Vertical extension of a luxury brand often takes on a pyramid structure. The original luxury brand maintains its position at the pinnacle, with a broader number of brands offered beneath it through the various strata of the premium market.

This is common in fashion, where the haute couture brand remains at the summit, with a few prete-a-proter labels in boutique stores, a larger number of off-the-rack labels in specialty clothing stores, and an even broader array of goods (accessories and cosmetics) in department stores.

The benefit of such a model is that the sales at the lower tiers provide significant amounts of capital such that the upper tier can be maintained, even at a net loss.

The danger to the model is that the firm may shift its focus to the most profitable lines at the lower tiers and neglect the apex label until it loses its allure. The opposite is also possible, if the lines at the base of the pyramid are so low in quality that it damages the reputation of the brand.

The galaxy

Horizontal extensions of a luxury brand are described as having a "galaxy" structure. The main or original product becomes the brightest star while extension products, are arranged around it. (EN: "constellation" might be a better metaphor but I'll stick with the authors' term).

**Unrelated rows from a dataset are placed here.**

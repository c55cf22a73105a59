//! Configuration management for stagegate
//!
//! The typed [`GateConfig`] is what the orchestrator receives; nothing in the
//! gate reads global state. Loading and layering live in [`core`].

use serde::{Deserialize, Serialize};
use std::collections::BTreeMap;
use std::path::{Path, PathBuf};
use std::time::Duration;

mod core;

pub use self::core::{ENV_PREFIX, REPO_CONFIG_FILE};

/// Main configuration structure
#[derive(Debug, Clone, Serialize, Deserialize)]
#[serde(default)]
pub struct GateConfig {
    /// Verbose per-plugin tracing
    pub debug: bool,

    /// Hook installation settings
    pub hook: HookSettings,

    /// Orchestrator settings
    pub gate: GateSettings,

    /// Per-plugin enable switches keyed by plugin name
    pub plugins: BTreeMap<String, bool>,

    /// Built-in checkers wrapping third-party tools
    pub checkers: Vec<CheckerConfig>,
}

/// Where the hook lives and how a hook-triggered run is recognised
#[derive(Debug, Clone, Serialize, Deserialize)]
#[serde(default)]
pub struct HookSettings {
    /// File name under `<git dir>/hooks`
    pub name: String,

    /// Source-of-truth copy, relative to the working tree
    pub source_path: PathBuf,

    /// Environment variable set by git when running hooks
    pub env_marker: String,
}

/// Orchestrator settings
#[derive(Debug, Clone, Serialize, Deserialize)]
#[serde(default)]
pub struct GateSettings {
    /// Plugin directory, relative to the working tree unless absolute
    pub plugin_dir: PathBuf,

    /// Per-invocation deadline in seconds
    pub timeout_secs: u64,

    /// Worker limit (0 = derive from CPU count)
    pub max_workers: usize,

    /// Percentage of CPU cores to use when `max_workers` is 0
    pub thread_percentage: u8,

    /// Cap on captured plugin output
    pub max_output_bytes: usize,

    /// Type-sniffing command; the file path is appended
    pub mime_command: Vec<String>,
}

/// A configured checker: one or more tool steps run against matching files
#[derive(Debug, Clone, Serialize, Deserialize)]
pub struct CheckerConfig {
    pub name: String,

    #[serde(default = "default_enabled")]
    pub enabled: bool,

    /// File extensions without the leading dot
    #[serde(default)]
    pub extensions: Vec<String>,

    #[serde(default)]
    pub mime_types: Vec<String>,

    pub steps: Vec<StepConfig>,
}

/// A single tool invocation inside a checker
#[derive(Debug, Clone, Serialize, Deserialize)]
pub struct StepConfig {
    pub kind: StepKind,

    /// Program and arguments; `{path}`, `{temp}` and `{mime}` are substituted
    pub command: Vec<String>,

    /// Style findings veto the commit unless this is false
    #[serde(default, skip_serializing_if = "Option::is_none")]
    pub blocking: Option<bool>,

    /// Output lines containing any of these are dropped from diagnostics
    #[serde(default)]
    pub ignore_output: Vec<String>,
}

#[derive(Debug, Clone, Copy, PartialEq, Eq, Serialize, Deserialize)]
#[serde(rename_all = "lowercase")]
pub enum StepKind {
    /// Failure always vetoes
    Syntax,
    /// Failure vetoes only when blocking
    Style,
}

impl StepKind {
    pub fn as_str(&self) -> &'static str {
        match self {
            StepKind::Syntax => "syntax",
            StepKind::Style => "style",
        }
    }
}

fn default_enabled() -> bool {
    true
}

impl Default for GateConfig {
    fn default() -> Self {
        Self {
            debug: false,
            hook: HookSettings::default(),
            gate: GateSettings::default(),
            plugins: BTreeMap::new(),
            checkers: Vec::new(),
        }
    }
}

impl Default for HookSettings {
    fn default() -> Self {
        Self {
            name: "pre-commit".to_string(),
            source_path: PathBuf::from("pre-commit"),
            env_marker: "GIT_INDEX_FILE".to_string(),
        }
    }
}

impl Default for GateSettings {
    fn default() -> Self {
        Self {
            plugin_dir: PathBuf::from("pre-commit-plugins"),
            timeout_secs: 60,
            max_workers: 0,
            thread_percentage: 75,
            max_output_bytes: 1024 * 1024,
            mime_command: vec![
                "file".to_string(),
                "--brief".to_string(),
                "--mime-type".to_string(),
            ],
        }
    }
}

impl GateConfig {
    /// Per-invocation timeout
    pub fn timeout(&self) -> Duration {
        Duration::from_secs(self.gate.timeout_secs.max(1))
    }

    /// Plugins are enabled unless switched off by name
    pub fn is_plugin_enabled(&self, name: &str) -> bool {
        self.plugins.get(name).copied().unwrap_or(true)
    }

    pub fn plugin_dir(&self, workdir: &Path) -> PathBuf {
        resolve(workdir, &self.gate.plugin_dir)
    }

    pub fn hook_source_path(&self, workdir: &Path) -> PathBuf {
        resolve(workdir, &self.hook.source_path)
    }

    /// An explicit `plugins.<name>` switch wins over the checker's own
    /// `enabled` flag
    pub fn is_checker_active(&self, checker: &CheckerConfig) -> bool {
        self.plugins
            .get(&checker.name)
            .copied()
            .unwrap_or(checker.enabled)
    }

    pub fn active_checkers(&self) -> impl Iterator<Item = &CheckerConfig> {
        self.checkers
            .iter()
            .filter(|checker| self.is_checker_active(checker))
    }
}

impl GateConfig {
    /// Problems that make the configuration unusable, one message each
    pub fn validate(&self) -> Vec<String> {
        let mut problems = Vec::new();

        if self.hook.name.is_empty() || self.hook.name.contains('/') {
            problems.push(format!("hook.name must be a plain file name, got {:?}", self.hook.name));
        }
        if self.hook.env_marker.is_empty() {
            problems.push("hook.env_marker must not be empty".to_string());
        }
        if self.gate.timeout_secs == 0 {
            problems.push("gate.timeout_secs must be at least 1".to_string());
        }
        if !(1..=100).contains(&self.gate.thread_percentage) {
            problems.push(format!(
                "gate.thread_percentage must be between 1 and 100, got {}",
                self.gate.thread_percentage
            ));
        }
        if self.gate.max_output_bytes == 0 {
            problems.push("gate.max_output_bytes must be positive".to_string());
        }
        if self.gate.mime_command.is_empty() {
            problems.push("gate.mime_command must name a program".to_string());
        }

        let mut seen = std::collections::BTreeSet::new();
        for checker in &self.checkers {
            if !seen.insert(checker.name.as_str()) {
                problems.push(format!("checker {:?} is defined twice", checker.name));
            }
            if checker.steps.is_empty() {
                problems.push(format!("checker {:?} has no steps", checker.name));
            }
            for (index, step) in checker.steps.iter().enumerate() {
                if step.command.is_empty() {
                    problems.push(format!(
                        "checker {:?} step {} has an empty command",
                        checker.name,
                        index + 1
                    ));
                }
            }
        }

        problems
    }
}

impl StepConfig {
    pub fn is_blocking(&self) -> bool {
        match self.kind {
            StepKind::Syntax => true,
            StepKind::Style => self.blocking.unwrap_or(true),
        }
    }
}

fn resolve(base: &Path, path: &Path) -> PathBuf {
    if path.is_absolute() {
        path.to_path_buf()
    } else {
        base.join(path)
    }
}

#[cfg(test)]
mod tests {
    use super::*;

    #[test]
    fn test_plugins_enabled_unless_disabled() {
        let mut config = GateConfig::default();
        config.plugins.insert("check-ruby".to_string(), false);

        assert!(config.is_plugin_enabled("check-python"));
        assert!(!config.is_plugin_enabled("check-ruby"));
    }

    #[test]
    fn test_plugin_switch_overrides_checker_flag() {
        let checker = |name: &str, enabled: bool| CheckerConfig {
            name: name.to_string(),
            enabled,
            extensions: vec![],
            mime_types: vec![],
            steps: vec![],
        };
        let mut config = GateConfig::default();
        config.checkers = vec![
            checker("python", false),
            checker("ruby", true),
            checker("puppet", false),
        ];
        config.plugins.insert("python".to_string(), true);
        config.plugins.insert("ruby".to_string(), false);

        let active: Vec<&str> = config.active_checkers().map(|c| c.name.as_str()).collect();
        assert_eq!(active, vec!["python"]);
    }

    #[test]
    fn test_syntax_steps_always_block() {
        let step = StepConfig {
            kind: StepKind::Syntax,
            command: vec!["ruby".to_string(), "-c".to_string()],
            blocking: Some(false),
            ignore_output: vec![],
        };
        assert!(step.is_blocking());

        let style = StepConfig {
            kind: StepKind::Style,
            blocking: Some(false),
            ..step.clone()
        };
        assert!(!style.is_blocking());

        let default_style = StepConfig {
            kind: StepKind::Style,
            blocking: None,
            ..step
        };
        assert!(default_style.is_blocking());
    }

    #[test]
    fn test_relative_paths_resolve_against_workdir() {
        let config = GateConfig::default();
        let workdir = Path::new("/repo");
        assert_eq!(
            config.plugin_dir(workdir),
            PathBuf::from("/repo/pre-commit-plugins")
        );

        let mut absolute = GateConfig::default();
        absolute.gate.plugin_dir = PathBuf::from("/opt/plugins");
        assert_eq!(absolute.plugin_dir(workdir), PathBuf::from("/opt/plugins"));
    }

    #[test]
    fn test_defaults_validate() {
        assert!(GateConfig::default().validate().is_empty());
    }

    #[test]
    fn test_validate_reports_each_problem() {
        let mut config = GateConfig::default();
        config.hook.name = "../pre-commit".to_string();
        config.gate.thread_percentage = 0;
        config.checkers.push(CheckerConfig {
            name: "empty".to_string(),
            enabled: true,
            extensions: vec![],
            mime_types: vec![],
            steps: vec![StepConfig {
                kind: StepKind::Style,
                command: vec![],
                blocking: None,
                ignore_output: vec![],
            }],
        });

        let problems = config.validate();
        assert_eq!(problems.len(), 3, "{problems:?}");
        assert!(problems.iter().any(|p| p.contains("hook.name")));
        assert!(problems.iter().any(|p| p.contains("thread_percentage")));
        assert!(problems.iter().any(|p| p.contains("empty command")));
    }

    #[test]
    fn test_timeout_never_zero() {
        let mut config = GateConfig::default();
        config.gate.timeout_secs = 0;
        assert_eq!(config.timeout(), Duration::from_secs(1));
    }
}
//! Styled terminal output for stagegate
//!
//! Consistent symbols and colors for everything the user reads. Log lines go
//! through `tracing`; this is the report.

use console::style;
use dialoguer::Confirm;
use dialoguer::theme::ColorfulTheme;

/// Output handler for consistent CLI formatting
#[derive(Debug, Clone, Copy)]
pub struct Output {
    verbose: bool,
    quiet: bool,
}

impl Output {
    pub fn new(verbose: bool, quiet: bool) -> Self {
        Self { verbose, quiet }
    }

    /// Print a success message
    pub fn success(&self, message: &str) {
        if !self.quiet {
            println!("{} {}", style("✔").green(), message);
        }
    }

    /// Print an error message
    pub fn error(&self, message: &str) {
        // Errors are always shown, even in quiet mode
        eprintln!("{} {}", style("✖").red(), message);
    }

    /// Print a warning message
    pub fn warning(&self, message: &str) {
        if !self.quiet {
            println!("{} {}", style("⚠").yellow(), message);
        }
    }

    /// Print an info message
    pub fn info(&self, message: &str) {
        if !self.quiet {
            println!("{} {}", style("ℹ").blue(), message);
        }
    }

    /// Print a verbose message (only if verbose mode is enabled)
    pub fn verbose(&self, message: &str) {
        if self.verbose && !self.quiet {
            println!("{} {}", style("ℹ").dim(), style(message).dim());
        }
    }

    pub fn is_verbose(&self) -> bool {
        self.verbose
    }

    /// Print a header/title
    pub fn header(&self, title: &str) {
        if !self.quiet {
            println!("\n{}", style(title).bold().underlined());
        }
    }

    /// Print a file name that failed, always shown
    pub fn failed_file(&self, path: &str, plugins: &str) {
        eprintln!(
            "{} {} {}",
            style("✖").red().bold(),
            style(path).bold(),
            style(format!("({plugins})")).dim()
        );
    }

    /// Print diagnostic text indented under the previous line
    pub fn diagnostic(&self, text: &str) {
        for line in text.lines() {
            eprintln!("    {line}");
        }
    }

    /// Print a table row
    pub fn table_row(&self, key: &str, value: &str) {
        if !self.quiet {
            println!("  {:<20} {}", style(key).dim(), value);
        }
    }

    /// Print a list item
    pub fn list_item(&self, item: &str) {
        if !self.quiet {
            println!("  • {item}");
        }
    }

    /// Print an indented message
    pub fn indent(&self, message: &str) {
        if !self.quiet {
            for line in message.lines() {
                println!("    {line}");
            }
        }
    }

    /// Print a status indicator with consistent styling
    pub fn status_indicator(&self, status: &str, message: &str, is_success: bool) {
        if !self.quiet {
            let (icon, color) = if is_success {
                ("✓", style(status).green())
            } else {
                ("✗", style(status).red())
            };
            println!("{} {} {}", style(icon).bold(), color.bold(), message);
        }
    }

    /// Print a critical error with enhanced styling
    pub fn critical(&self, message: &str) {
        eprintln!("{} {}", style("✖").red().bold(), style(message).red().bold());
    }

    /// Ask a yes/no question on the terminal
    pub fn confirm(&self, message: &str, default: bool) -> Result<bool, dialoguer::Error> {
        Confirm::with_theme(&ColorfulTheme::default())
            .with_prompt(message)
            .default(default)
            .interact()
    }
}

In this model, there are no lesser lines and the brand does not descend into the premium market. They are all equal, all stars, though one tends to be brighter than the others. The sub-brands are differentiated as product lines (fashion and cosmetics) or customer type (men or women), not by price.

The authors mention Ralph Lauren, who attempted to create both a galaxy and a pyramid, which resulted in an amorphous clutter of brands that the market was evidently unable to make sense of.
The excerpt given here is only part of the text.